When I saw him on his 59th birthday he laughed with us. We talked about the Braves and that I definitely didn't want to work at Turner Field because watching the games was much more enjoyable than any money I would receive from working there. I like to believe he was proud of me and I’ll continue to believe so. 

I write because it’s how I cope. Even if I’m crying while typing, I’m coping. I’ll see him in the sunshine. I’ll see him when I fish. I’ll see him when I ride golf carts. I’ll see him at the Marlow reunion. I’ll see him in every country song I listen to. I’ll see him in every beer I drink. I’ll see him in everything for the rest of my days and that comforts me, even if it’s just a little.

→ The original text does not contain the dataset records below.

//! Record aggregation and statistics.
//!
//! This module provides the aggregation core: summary statistics over a
//! collection of records plus the derived views used by the renderers.

use crate::models::{AggregateResult, GiverTotal, Record, YearTotal};
use std::collections::{BTreeMap, HashMap};
use thiserror::Error;

/// Errors raised by strict record validation.
#[derive(Debug, Clone, PartialEq, Eq, Error)]
pub enum RecordError {
    #[error("invalid record at index {index}: {reason}")]
    InvalidRecord { index: usize, reason: String },
}

/// Aggregate records into summary statistics.
///
/// Never fails: empty input yields an all-zero result, and negative
/// amounts are summed as-is. Sums saturate at the `i64` bounds; use
/// [`aggregate_strict`] to reject input whose total does not fit.
pub fn aggregate(records: &[Record]) -> AggregateResult {
    let Some(first) = records.first() else {
        return AggregateResult::default();
    };

    let mut total: i64 = 0;
    let mut max = first.amount;
    let mut min = first.amount;
    let mut giver_totals: HashMap<String, i64> = HashMap::new();

    for record in records {
        total = total.saturating_add(record.amount);
        max = max.max(record.amount);
        min = min.min(record.amount);
        let giver_total = giver_totals.entry(record.giver.clone()).or_default();
        *giver_total = giver_total.saturating_add(record.amount);
    }

    AggregateResult {
        total,
        average: total as f64 / records.len() as f64,
        max,
        min,
        count: records.len(),
        records: records.to_vec(),
        giver_totals,
    }
}

/// Check every record, returning the first violation.
pub fn validate_records(records: &[Record]) -> Result<(), RecordError> {
    let mut total: i64 = 0;

    for (index, record) in records.iter().enumerate() {
        if record.amount < 0 {
            return Err(RecordError::InvalidRecord {
                index,
                reason: format!("amount must not be negative (got {})", record.amount),
            });
        }
        if record.giver.trim().is_empty() {
            return Err(RecordError::InvalidRecord {
                index,
                reason: "giver must not be empty".to_string(),
            });
        }
        // Amounts are non-negative here, so every giver and year subtotal
        // is bounded by the running total.
        total = total
            .checked_add(record.amount)
            .ok_or_else(|| RecordError::InvalidRecord {
                index,
                reason: "running total exceeds the supported range".to_string(),
            })?;
    }

    Ok(())
}

/// Validate, then aggregate.
pub fn aggregate_strict(records: &[Record]) -> Result<AggregateResult, RecordError> {
    validate_records(records)?;
    Ok(aggregate(records))
}

/// Givers sorted by total (highest first), ties broken by name.
pub fn giver_ranking(result: &AggregateResult) -> Vec<GiverTotal> {
    let mut ranking: Vec<GiverTotal> = result
        .giver_totals
        .iter()
        .map(|(giver, total)| GiverTotal {
            giver: giver.clone(),
            total: *total,
        })
        .collect();

    ranking.sort_by(|a, b| b.total.cmp(&a.total).then_with(|| a.giver.cmp(&b.giver)));
    ranking
}

/// Per-year totals in ascending year order.
pub fn yearly_totals(records: &[Record]) -> Vec<YearTotal> {
    let mut by_year: BTreeMap<i32, (i64, usize)> = BTreeMap::new();

    for record in records {
        let entry = by_year.entry(record.year).or_default();
        entry.0 = entry.0.saturating_add(record.amount);
        entry.1 += 1;
    }

    by_year
        .into_iter()
        .map(|(year, (total, count))| YearTotal { year, total, count })
        .collect()
}
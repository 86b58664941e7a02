//! HTML page rendering.
//!
//! Produces the landing page and the analysis page served by the HTTP
//! server. The analysis page doubles as the `--format html` report.

use crate::analysis::{giver_ranking, yearly_totals};
use crate::models::{format_yen, AggregateResult};

const STYLE: &str = r#"
    * { margin: 0; padding: 0; box-sizing: border-box; }
    body {
        font-family: 'Segoe UI', Tahoma, Geneva, Verdana, sans-serif;
        background: linear-gradient(135deg, #667eea 0%, #764ba2 100%);
        min-height: 100vh;
        padding: 20px;
    }
    .container { max-width: 1200px; margin: 0 auto; }
    .header { text-align: center; color: white; margin-bottom: 40px; padding: 20px; }
    .card {
        background: white;
        border-radius: 15px;
        padding: 30px;
        margin-bottom: 30px;
        box-shadow: 0 10px 30px rgba(0,0,0,0.2);
    }
    .stats-grid {
        display: grid;
        grid-template-columns: repeat(auto-fit, minmax(200px, 1fr));
        gap: 20px;
    }
    .stat-box {
        background: linear-gradient(135deg, #667eea 0%, #764ba2 100%);
        color: white;
        padding: 20px;
        border-radius: 10px;
        text-align: center;
    }
    .stat-box p { font-size: 2em; font-weight: bold; }
    table { width: 100%; border-collapse: collapse; margin-top: 20px; }
    th, td { padding: 12px; text-align: left; border-bottom: 1px solid #ddd; }
    th { background-color: #667eea; color: white; }
    button, .button {
        background: linear-gradient(135deg, #667eea 0%, #764ba2 100%);
        color: white;
        border: none;
        padding: 15px 40px;
        font-size: 1.1em;
        border-radius: 50px;
        cursor: pointer;
        font-weight: bold;
        text-decoration: none;
        display: inline-block;
    }
    .bonus-button { background: linear-gradient(135deg, #f093fb 0%, #f5576c 100%); }
    #bonus-result { margin-top: 30px; font-size: 1.5em; font-weight: bold; color: #f5576c; }
"#;

/// Escape text for safe inclusion in HTML.
pub fn escape_html(input: &str) -> String {
    let mut escaped = String::with_capacity(input.len());

    for ch in input.chars() {
        match ch {
            '&' => escaped.push_str("&amp;"),
            '<' => escaped.push_str("&lt;"),
            '>' => escaped.push_str("&gt;"),
            '"' => escaped.push_str("&quot;"),
            '\'' => escaped.push_str("&#39;"),
            _ => escaped.push(ch),
        }
    }

    escaped
}

fn page(title: &str, body: &str) -> String {
    format!(
        "<!DOCTYPE html>\n<html lang=\"ja\">\n<head>\n<meta charset=\"UTF-8\">\n\
         <meta name=\"viewport\" content=\"width=device-width, initial-scale=1.0\">\n\
         <title>{}</title>\n<style>{}</style>\n</head>\n<body>\n<div class=\"container\">\n{}</div>\n</body>\n</html>\n",
        escape_html(title),
        STYLE,
        body
    )
}

/// Render the landing page with links to the analysis and the bonus draw.
pub fn render_home_page(title: &str) -> String {
    let mut body = String::new();

    body.push_str(&format!(
        "<div class=\"header\"><h1>🎍 {} 🎍</h1></div>\n",
        escape_html(title)
    ));

    body.push_str("<div class=\"card\" style=\"text-align: center;\">\n");
    body.push_str("<h2>📊 メニュー</h2><br>\n");
    body.push_str("<a class=\"button\" href=\"/analyze\">📈 データ分析を見る</a>\n");
    body.push_str("<a class=\"button\" href=\"/api/data\">💾 生データを見る (JSON)</a>\n");
    body.push_str("</div>\n");

    body.push_str("<div class=\"card\" style=\"text-align: center;\">\n");
    body.push_str("<h2>🎁 ボーナスお年玉をもらう!</h2><br>\n");
    body.push_str("<button class=\"bonus-button\" onclick=\"getBonus()\">🎊 ボーナスをもらう!</button>\n");
    body.push_str("<div id=\"bonus-result\"></div>\n");
    body.push_str("</div>\n");

    body.push_str(
        "<script>\n\
         function getBonus() {\n\
         \x20   fetch('/api/bonus')\n\
         \x20       .then(response => response.json())\n\
         \x20       .then(data => {\n\
         \x20           document.getElementById('bonus-result').textContent =\n\
         \x20               '🎉 ' + data.amount.toLocaleString() + '円のボーナスをゲット!';\n\
         \x20       });\n\
         }\n\
         </script>\n",
    );

    page(title, &body)
}

/// Render the analysis page for an aggregate.
pub fn render_analysis_page(title: &str, result: &AggregateResult) -> String {
    let mut body = String::new();

    body.push_str(&format!(
        "<div class=\"header\"><h1>📊 {}</h1></div>\n",
        escape_html(title)
    ));

    body.push_str("<div class=\"card\">\n<h2>💰 統計サマリー</h2>\n<div class=\"stats-grid\">\n");
    let stats = [
        ("合計金額", format_yen(result.total)),
        ("平均金額", format!("¥{:.0}", result.average)),
        ("最高額", format_yen(result.max)),
        ("最低額", format_yen(result.min)),
        ("データ件数", format!("{}件", result.count)),
    ];
    for (label, value) in stats {
        body.push_str(&format!(
            "<div class=\"stat-box\"><h3>{}</h3><p>{}</p></div>\n",
            label, value
        ));
    }
    body.push_str("</div>\n</div>\n");

    body.push_str("<div class=\"card\">\n<h2>👥 贈り主別合計</h2>\n<table>\n");
    body.push_str("<thead><tr><th>贈り主</th><th>合計金額</th></tr></thead>\n<tbody>\n");
    for entry in giver_ranking(result) {
        body.push_str(&format!(
            "<tr><td>{}</td><td>{}</td></tr>\n",
            escape_html(&entry.giver),
            format_yen(entry.total)
        ));
    }
    body.push_str("</tbody>\n</table>\n</div>\n");

    body.push_str("<div class=\"card\">\n<h2>🗓 年別合計</h2>\n<table>\n");
    body.push_str("<thead><tr><th>年</th><th>合計金額</th><th>件数</th></tr></thead>\n<tbody>\n");
    for year in yearly_totals(&result.records) {
        body.push_str(&format!(
            "<tr><td>{}年</td><td>{}</td><td>{}</td></tr>\n",
            year.year,
            format_yen(year.total),
            year.count
        ));
    }
    body.push_str("</tbody>\n</table>\n</div>\n");

    body.push_str("<div class=\"card\">\n<h2>📅 年別データ</h2>\n<table>\n");
    body.push_str("<thead><tr><th>年</th><th>金額</th><th>贈り主</th></tr></thead>\n<tbody>\n");
    for record in &result.records {
        body.push_str(&format!(
            "<tr><td>{}年</td><td>{}</td><td>{}</td></tr>\n",
            record.year,
            format_yen(record.amount),
            escape_html(&record.giver)
        ));
    }
    body.push_str("</tbody>\n</table>\n</div>\n");

    body.push_str("<div style=\"text-align: center;\"><a class=\"button\" href=\"/\">🏠 ホームに戻る</a></div>\n");

    page(title, &body)
}
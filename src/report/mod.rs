//! Report rendering.
//!
//! Markdown and JSON file reports plus the HTML pages served over HTTP.

pub mod generator;
pub mod html;

pub use generator::{generate_json_report, generate_markdown_report, ReportOptions};
pub use html::{render_analysis_page, render_home_page};
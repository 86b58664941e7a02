//! HTTP server.
//!
//! Serves the home page, the analysis page, the JSON data and bonus APIs,
//! a health check, and Prometheus metrics.

pub mod error;
pub mod metrics;
pub mod routes;
pub mod state;

use anyhow::{Context, Result};
use axum::middleware;
use axum::routing::get;
use axum::Router;
use std::sync::Arc;
use tower_http::cors::CorsLayer;
use tracing::{info, warn};

pub use metrics::Metrics;
pub use state::AppState;

/// Build the application router.
///
/// Every route except `/metrics` is wrapped by the metrics middleware.
pub fn router(state: Arc<AppState>) -> Router {
    Router::new()
        .route("/", get(routes::home))
        .route("/analyze", get(routes::analyze))
        .route("/api/data", get(routes::api_data))
        .route("/api/bonus", get(routes::api_bonus))
        .route("/health", get(routes::health))
        .route_layer(middleware::from_fn_with_state(
            state.clone(),
            metrics::track_metrics,
        ))
        .route("/metrics", get(routes::metrics))
        .fallback(routes::not_found)
        .layer(CorsLayer::permissive())
        .with_state(state)
}

/// Bind to `addr` and serve until Ctrl-C.
pub async fn serve(state: Arc<AppState>, addr: &str) -> Result<()> {
    let listener = tokio::net::TcpListener::bind(addr)
        .await
        .with_context(|| format!("Failed to bind {}", addr))?;

    let local = listener.local_addr().context("Failed to read local address")?;
    info!("Listening on http://{}", local);
    println!("🚀 Server running at http://{}", local);
    println!("   📊 Analysis:  http://{}/analyze", local);
    println!("   📈 Metrics:   http://{}/metrics", local);
    println!("   ❤️  Health:    http://{}/health", local);

    axum::serve(listener, router(state))
        .with_graceful_shutdown(shutdown_signal())
        .await
        .context("HTTP server failed")?;

    info!("Server stopped");
    Ok(())
}

async fn shutdown_signal() {
    match tokio::signal::ctrl_c().await {
        Ok(()) => info!("Shutdown signal received"),
        Err(e) => {
            warn!("Failed to listen for Ctrl-C: {}", e);
            std::future::pending::<()>().await;
        }
    }
}

#[cfg(test)]
mod tests {
    use super::*;
    use crate::bonus::{BonusPicker, DEFAULT_CANDIDATES};
    use crate::data::sample_records;
    use crate::models::Record;
    use axum::body::{to_bytes, Body};
    use axum::http::{Request, StatusCode};
    use tower::ServiceExt;

    fn test_state(records: Vec<Record>, strict: bool) -> Arc<AppState> {
        Arc::new(AppState {
            records,
            strict,
            bonus: BonusPicker::default(),
            title: "お年玉データ分析".to_string(),
            metrics: Metrics::new().unwrap(),
        })
    }

    async fn get_body(app: Router, uri: &str) -> (StatusCode, String) {
        let response = app
            .oneshot(Request::builder().uri(uri).body(Body::empty()).unwrap())
            .await
            .unwrap();
        let status = response.status();
        let bytes = to_bytes(response.into_body(), usize::MAX).await.unwrap();
        (status, String::from_utf8(bytes.to_vec()).unwrap())
    }

    #[tokio::test]
    async fn test_api_data() {
        let app = router(test_state(sample_records(), false));
        let (status, body) = get_body(app, "/api/data").await;

        assert_eq!(status, StatusCode::OK);
        let value: serde_json::Value = serde_json::from_str(&body).unwrap();
        assert_eq!(value["total_amount"], 79000);
        assert_eq!(value["max_amount"], 10000);
        assert_eq!(value["min_amount"], 2000);
        assert_eq!(value["count"], 15);
        assert_eq!(value["yearly_data"].as_array().map(Vec::len), Some(15));
        assert_eq!(value["top_givers"]["おじいちゃん"], 40000);
    }

    #[tokio::test]
    async fn test_api_data_empty() {
        let app = router(test_state(vec![], false));
        let (status, body) = get_body(app, "/api/data").await;

        assert_eq!(status, StatusCode::OK);
        let value: serde_json::Value = serde_json::from_str(&body).unwrap();
        assert_eq!(value["total_amount"], 0);
        assert_eq!(value["average_amount"], 0.0);
        assert_eq!(value["top_givers"], serde_json::json!({}));
    }

    #[tokio::test]
    async fn test_api_bonus() {
        let app = router(test_state(sample_records(), false));
        let (status, body) = get_body(app, "/api/bonus").await;

        assert_eq!(status, StatusCode::OK);
        let value: serde_json::Value = serde_json::from_str(&body).unwrap();
        let amount = value["amount"].as_i64().unwrap();
        assert!(DEFAULT_CANDIDATES.contains(&amount));
    }

    #[tokio::test]
    async fn test_pages() {
        let state = test_state(sample_records(), false);

        let (status, body) = get_body(router(state.clone()), "/").await;
        assert_eq!(status, StatusCode::OK);
        assert!(body.contains("href=\"/analyze\""));

        let (status, body) = get_body(router(state), "/analyze").await;
        assert_eq!(status, StatusCode::OK);
        assert!(body.contains("¥79,000"));
    }

    #[tokio::test]
    async fn test_health() {
        let app = router(test_state(vec![], false));
        let (status, body) = get_body(app, "/health").await;

        assert_eq!(status, StatusCode::OK);
        assert_eq!(body, "OK");
    }

    #[tokio::test]
    async fn test_not_found() {
        let app = router(test_state(vec![], false));
        let (status, body) = get_body(app, "/nope").await;

        assert_eq!(status, StatusCode::NOT_FOUND);
        assert!(body.contains("\"error\""));
    }

    #[tokio::test]
    async fn test_strict_mode_rejects_invalid_records() {
        let state = test_state(vec![Record::new(2020, -500, "A")], true);

        let (status, body) = get_body(router(state.clone()), "/api/data").await;
        assert_eq!(status, StatusCode::UNPROCESSABLE_ENTITY);
        assert!(body.contains("invalid record at index 0"));

        let (status, _) = get_body(router(state), "/analyze").await;
        assert_eq!(status, StatusCode::UNPROCESSABLE_ENTITY);
    }

    #[tokio::test]
    async fn test_permissive_mode_accepts_negative_amounts() {
        let app = router(test_state(vec![Record::new(2020, -500, "A")], false));
        let (status, body) = get_body(app, "/api/data").await;

        assert_eq!(status, StatusCode::OK);
        assert!(body.contains("\"total_amount\":-500"));
    }

    #[tokio::test]
    async fn test_metrics_track_requests() {
        let state = test_state(sample_records(), true);

        get_body(router(state.clone()), "/health").await;
        get_body(router(state.clone()), "/api/data").await;

        let (status, body) = get_body(router(state), "/metrics").await;
        assert_eq!(status, StatusCode::OK);
        assert!(body.contains(
            "http_requests_total{method=\"GET\",path=\"/health\",status=\"200\"} 1"
        ));
        assert!(body.contains(
            "http_requests_total{method=\"GET\",path=\"/api/data\",status=\"200\"} 1"
        ));
        assert!(body.contains("http_request_duration_seconds_bucket"));
        assert!(!body.contains("path=\"/metrics\""));
    }
}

It’s gonna take a long time for this to feel real and for me to accept it but everything takes time. I’ll continue to avoid the question ‘Why?’ and settle with, “It’s just how God wanted it.” I’ll continue to pray for our peace and that my little cousin not hurt for long. And although it might be selfish, I pray to God that my rock not be taken away from me for a very, very long time because I really don’t think I could ever live without her. I owe so much to her and she’ll never fully know how much I admire her, love her and look up to her. She’s the ultimate role model and my family would be nothing without her here. I hope she knows we love her. 


As we mourn, or celebrate his life, however we look at it, I know one thing is true: We'll be here for each other always. Through every heartache, celebration, tears, laughter and memories we never falter from loving each other. And I thank God for that and the angels watching us from above because I know their smiling at us all. 


“But I'd long ago learned not to be picky in farewells. They weren't guaranteed or promised. You were lucky, more than blessed, if you got a good-bye at all.”